- WHAT IS REQUIRED
Only the lines that contain the string "reasons" belong in the answer; pull them from the records.

Dataset entries
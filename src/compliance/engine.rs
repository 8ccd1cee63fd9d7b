//! Cell-by-cell evaluation of defect layers against the standards table.
//!
//! The `GridComplianceEngine` partitions the image into cells, measures the
//! defects inside each cell and checks them against the size limit for the
//! material, then folds the cell verdicts into an image verdict.

use std::collections::BTreeMap;
use std::sync::Arc;

use tracing::{debug, info, warn};

use crate::classifier::DefectClass;
use crate::config::ComplianceConfig;
use crate::error::QcError;
use crate::material::MaterialSpec;
use crate::mask::DefectMask;
use crate::reference::ReferenceSelector;
use crate::standards::{BracketId, StandardsTable, ThresholdKey};

use super::grid::{CellBounds, DefectLayers, GridLayout};
use super::types::*;

/// Pixel statistics for one defect class inside one cell.
#[derive(Debug, Clone, Copy)]
struct ClassStats {
    pixels: u64,
    min_x: u32,
    min_y: u32,
    max_x: u32,
    max_y: u32,
}

impl ClassStats {
    fn new(x: u32, y: u32) -> Self {
        Self {
            pixels: 1,
            min_x: x,
            min_y: y,
            max_x: x,
            max_y: y,
        }
    }

    fn include(&mut self, x: u32, y: u32) {
        self.pixels += 1;
        self.min_x = self.min_x.min(x);
        self.min_y = self.min_y.min(y);
        self.max_x = self.max_x.max(x);
        self.max_y = self.max_y.max(y);
    }

    /// Longest side of the bounding box, in pixels.
    fn extent_px(&self) -> u32 {
        (self.max_x - self.min_x + 1).max(self.max_y - self.min_y + 1)
    }
}

/// The grid compliance engine.
///
/// Holds a shared, read-only standards table and the injected config; one
/// engine can evaluate any number of images, from any number of threads.
pub struct GridComplianceEngine {
    standards: Arc<StandardsTable>,
    config: ComplianceConfig,
    reference: ReferenceSelector,
}

impl GridComplianceEngine {
    /// Create a new engine.
    ///
    /// # Arguments
    /// * `standards` - Size limits (typically from `default_standards()` or `load_standards()`)
    /// * `config` - Cell size and grid thresholds; rejected with
    ///   `ConfigurationError` if it does not validate
    pub fn new(standards: Arc<StandardsTable>, config: ComplianceConfig) -> Result<Self, QcError> {
        config.validate()?;
        let reference = ReferenceSelector::new(config.reference);
        Ok(Self {
            standards,
            config,
            reference,
        })
    }

    pub fn standards(&self) -> &StandardsTable {
        &self.standards
    }

    pub fn config(&self) -> &ComplianceConfig {
        &self.config
    }

    /// Evaluate the layers using the configured cell size.
    pub fn evaluate(
        &self,
        layers: &DefectLayers,
        material: &MaterialSpec,
        pixels_per_mm: f64,
    ) -> Result<ComplianceVerdict, QcError> {
        self.evaluate_with_cell_size(layers, material, pixels_per_mm, self.config.cell_size_px)
    }

    /// Evaluate the layers on a grid of `cell_size_px` cells.
    ///
    /// # Errors
    /// * `InputError` - invalid material, non-positive `pixels_per_mm`, zero sizes
    /// * `ConfigurationError` - thickness outside every bracket of the table
    pub fn evaluate_with_cell_size(
        &self,
        layers: &DefectLayers,
        material: &MaterialSpec,
        pixels_per_mm: f64,
        cell_size_px: u32,
    ) -> Result<ComplianceVerdict, QcError> {
        material.validate()?;
        if !pixels_per_mm.is_finite() || pixels_per_mm <= 0.0 {
            return Err(QcError::input(format!(
                "pixels_per_mm must be a positive number, got {}",
                pixels_per_mm
            )));
        }
        let grid = GridLayout::new(layers.width(), layers.height(), cell_size_px)?;
        let bracket = self.standards.resolve_bracket(material.thickness_mm)?;
        let bracket_name = self
            .standards
            .bracket(bracket)
            .map(|b| b.name.clone())
            .unwrap_or_default();

        debug!(
            "Evaluating {}x{} image on {}x{} grid ({} px cells), bracket '{}'",
            layers.width(),
            layers.height(),
            grid.rows(),
            grid.cols(),
            grid.cell_size(),
            bracket_name
        );

        let union = layers.union();
        let cells: Vec<GridCell> = grid
            .cells()
            .map(|bounds| self.evaluate_cell(&bounds, layers, &union, material, bracket, pixels_per_mm))
            .collect();

        let total_cells = grid.cell_count();
        let cells_with_defects = cells.iter().filter(|c| c.defect_pixel_count > 0).count() as u32;
        let metrics = grid_metrics(&cells, union.count() as u64);

        let mut failing_cells = Vec::new();
        let mut indeterminate_cells = Vec::new();
        for cell in cells {
            match cell.verdict {
                CellVerdict::Fail => failing_cells.push(cell),
                CellVerdict::Indeterminate => {
                    warn!(
                        "Cell ({}, {}) indeterminate: no standard for {}",
                        cell.row,
                        cell.col,
                        cell.dominant_defect.map_or("unknown", |d| d.as_str())
                    );
                    indeterminate_cells.push(cell)
                }
                CellVerdict::Pass => {}
            }
        }

        let overall = if failing_cells.is_empty() {
            Verdict::Pass
        } else {
            Verdict::Fail
        };
        let failed = failing_cells.len() as u32;
        let indeterminate = indeterminate_cells.len() as u32;

        info!(
            "Compliance {}: {} of {} cells failed, {} indeterminate ({} {} mm, {})",
            overall,
            failed,
            total_cells,
            indeterminate,
            material.metal_type.display_name(),
            material.thickness_mm,
            material.quality_grade
        );

        Ok(ComplianceVerdict {
            overall,
            failing_cells,
            indeterminate_cells,
            reference_index: self.reference.select(material.metal_type, material.quality_grade),
            grid: GridSummary {
                rows: grid.rows(),
                cols: grid.cols(),
                cell_size_px: grid.cell_size(),
                bracket: bracket_name,
                total_cells,
                cells_with_defects,
                failed_cells: failed,
                indeterminate_count: indeterminate,
                failure_rate: failed as f64 / total_cells as f64,
                metrics,
            },
        })
    }

    fn evaluate_cell(
        &self,
        bounds: &CellBounds,
        layers: &DefectLayers,
        union: &DefectMask,
        material: &MaterialSpec,
        bracket: BracketId,
        pixels_per_mm: f64,
    ) -> GridCell {
        let total = bounds.pixel_count();
        let defect_pixels = count_in_cell(union, bounds);
        let coverage_ratio = defect_pixels as f64 / total as f64;
        let quality_score = 1.0 - coverage_ratio;
        let grid_limits = &self.config.grid;

        let mut cell = GridCell {
            row: bounds.row,
            col: bounds.col,
            x: bounds.x,
            y: bounds.y,
            width: bounds.width,
            height: bounds.height,
            defect_pixel_count: defect_pixels,
            total_pixel_count: total,
            coverage_ratio,
            quality_score,
            defect_area_mm2: defect_pixels as f64 / (pixels_per_mm * pixels_per_mm),
            defect_extent_mm: 0.0,
            dominant_defect: None,
            max_size_mm: None,
            local_threshold_ratio: grid_limits.max_coverage_ratio,
            verdict: CellVerdict::Pass,
            reasons: Vec::new(),
        };

        if defect_pixels == 0 {
            return cell;
        }

        let per_class = class_stats_in_cell(layers, bounds);
        let Some((dominant, stats)) = dominant_class(&per_class) else {
            return cell;
        };

        let entry_for = |class: DefectClass| {
            class.kind().and_then(|kind| {
                self.standards.entry(&ThresholdKey {
                    metal_type: material.metal_type,
                    bracket,
                    quality_grade: material.quality_grade,
                    defect_kind: kind,
                })
            })
        };
        let entry = entry_for(dominant);

        cell.dominant_defect = Some(dominant);
        cell.defect_extent_mm = stats.extent_px() as f64 / pixels_per_mm;
        cell.max_size_mm = entry.map(|e| e.max_size_mm);
        cell.local_threshold_ratio = entry
            .and_then(|e| e.max_coverage_ratio)
            .unwrap_or(grid_limits.max_coverage_ratio);

        // Every known class is held to its own size limit, dominant or not
        for (&class, class_stats) in &per_class {
            let (Some(kind), Some(class_entry)) = (class.kind(), entry_for(class)) else {
                continue;
            };
            let extent_mm = class_stats.extent_px() as f64 / pixels_per_mm;
            if extent_mm > class_entry.max_size_mm {
                cell.reasons.push(CellReason::SizeExceeded {
                    defect: kind,
                    extent_mm,
                    limit_mm: class_entry.max_size_mm,
                });
            }
        }
        if coverage_ratio > cell.local_threshold_ratio {
            cell.reasons.push(CellReason::CoverageExceeded {
                ratio: coverage_ratio,
                limit: cell.local_threshold_ratio,
            });
        }
        if quality_score < grid_limits.min_cell_quality {
            cell.reasons.push(CellReason::QualityBelowMinimum {
                score: quality_score,
                minimum: grid_limits.min_cell_quality,
            });
        }

        cell.verdict = if !cell.reasons.is_empty() {
            CellVerdict::Fail
        } else if entry.is_none() {
            cell.reasons.push(CellReason::NoStandard { defect: dominant });
            CellVerdict::Indeterminate
        } else {
            CellVerdict::Pass
        };

        cell
    }
}

fn count_in_cell(mask: &DefectMask, bounds: &CellBounds) -> u64 {
    let mut count = 0;
    for y in bounds.y..bounds.y + bounds.height {
        for x in bounds.x..bounds.x + bounds.width {
            if mask.get(x, y) {
                count += 1;
            }
        }
    }
    count
}

fn class_stats_in_cell(layers: &DefectLayers, bounds: &CellBounds) -> BTreeMap<DefectClass, ClassStats> {
    let mut per_class = BTreeMap::new();
    for (class, mask) in layers.iter() {
        let mut stats: Option<ClassStats> = None;
        for y in bounds.y..bounds.y + bounds.height {
            for x in bounds.x..bounds.x + bounds.width {
                if mask.get(x, y) {
                    match stats.as_mut() {
                        Some(s) => s.include(x, y),
                        None => stats = Some(ClassStats::new(x, y)),
                    }
                }
            }
        }
        if let Some(stats) = stats {
            per_class.insert(class, stats);
        }
    }
    per_class
}

/// Class with the highest coverage in the cell. All classes share the cell
/// as denominator, so this is the largest pixel count; ties go to the
/// lexically smallest class name.
fn dominant_class(per_class: &BTreeMap<DefectClass, ClassStats>) -> Option<(DefectClass, ClassStats)> {
    per_class
        .iter()
        .max_by(|(a_class, a), (b_class, b)| {
            a.pixels
                .cmp(&b.pixels)
                .then_with(|| b_class.as_str().cmp(a_class.as_str()))
        })
        .map(|(class, stats)| (*class, *stats))
}

fn grid_metrics(cells: &[GridCell], defect_pixels: u64) -> GridMetrics {
    let n = cells.len().max(1) as f64;
    let image_pixels: u64 = cells.iter().map(|c| c.total_pixel_count).sum();

    let overall_quality = cells.iter().map(|c| c.quality_score).sum::<f64>() / n;
    let mean_coverage = cells.iter().map(|c| c.coverage_ratio).sum::<f64>() / n;
    let variance = cells
        .iter()
        .map(|c| (c.coverage_ratio - mean_coverage).powi(2))
        .sum::<f64>()
        / n;

    GridMetrics {
        overall_quality,
        defect_density: if image_pixels == 0 {
            0.0
        } else {
            defect_pixels as f64 / image_pixels as f64
        },
        uniformity_score: (1.0 - variance.sqrt()).clamp(0.0, 1.0),
    }
}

- EXERCISE RESULT
            reasons: Vec::new(),
                cell.reasons.push(CellReason::SizeExceeded {
            cell.reasons.push(CellReason::CoverageExceeded {
            cell.reasons.push(CellReason::QualityBelowMinimum {
        cell.verdict = if !cell.reasons.is_empty() {
            cell.reasons.push(CellReason::NoStandard { defect: dominant });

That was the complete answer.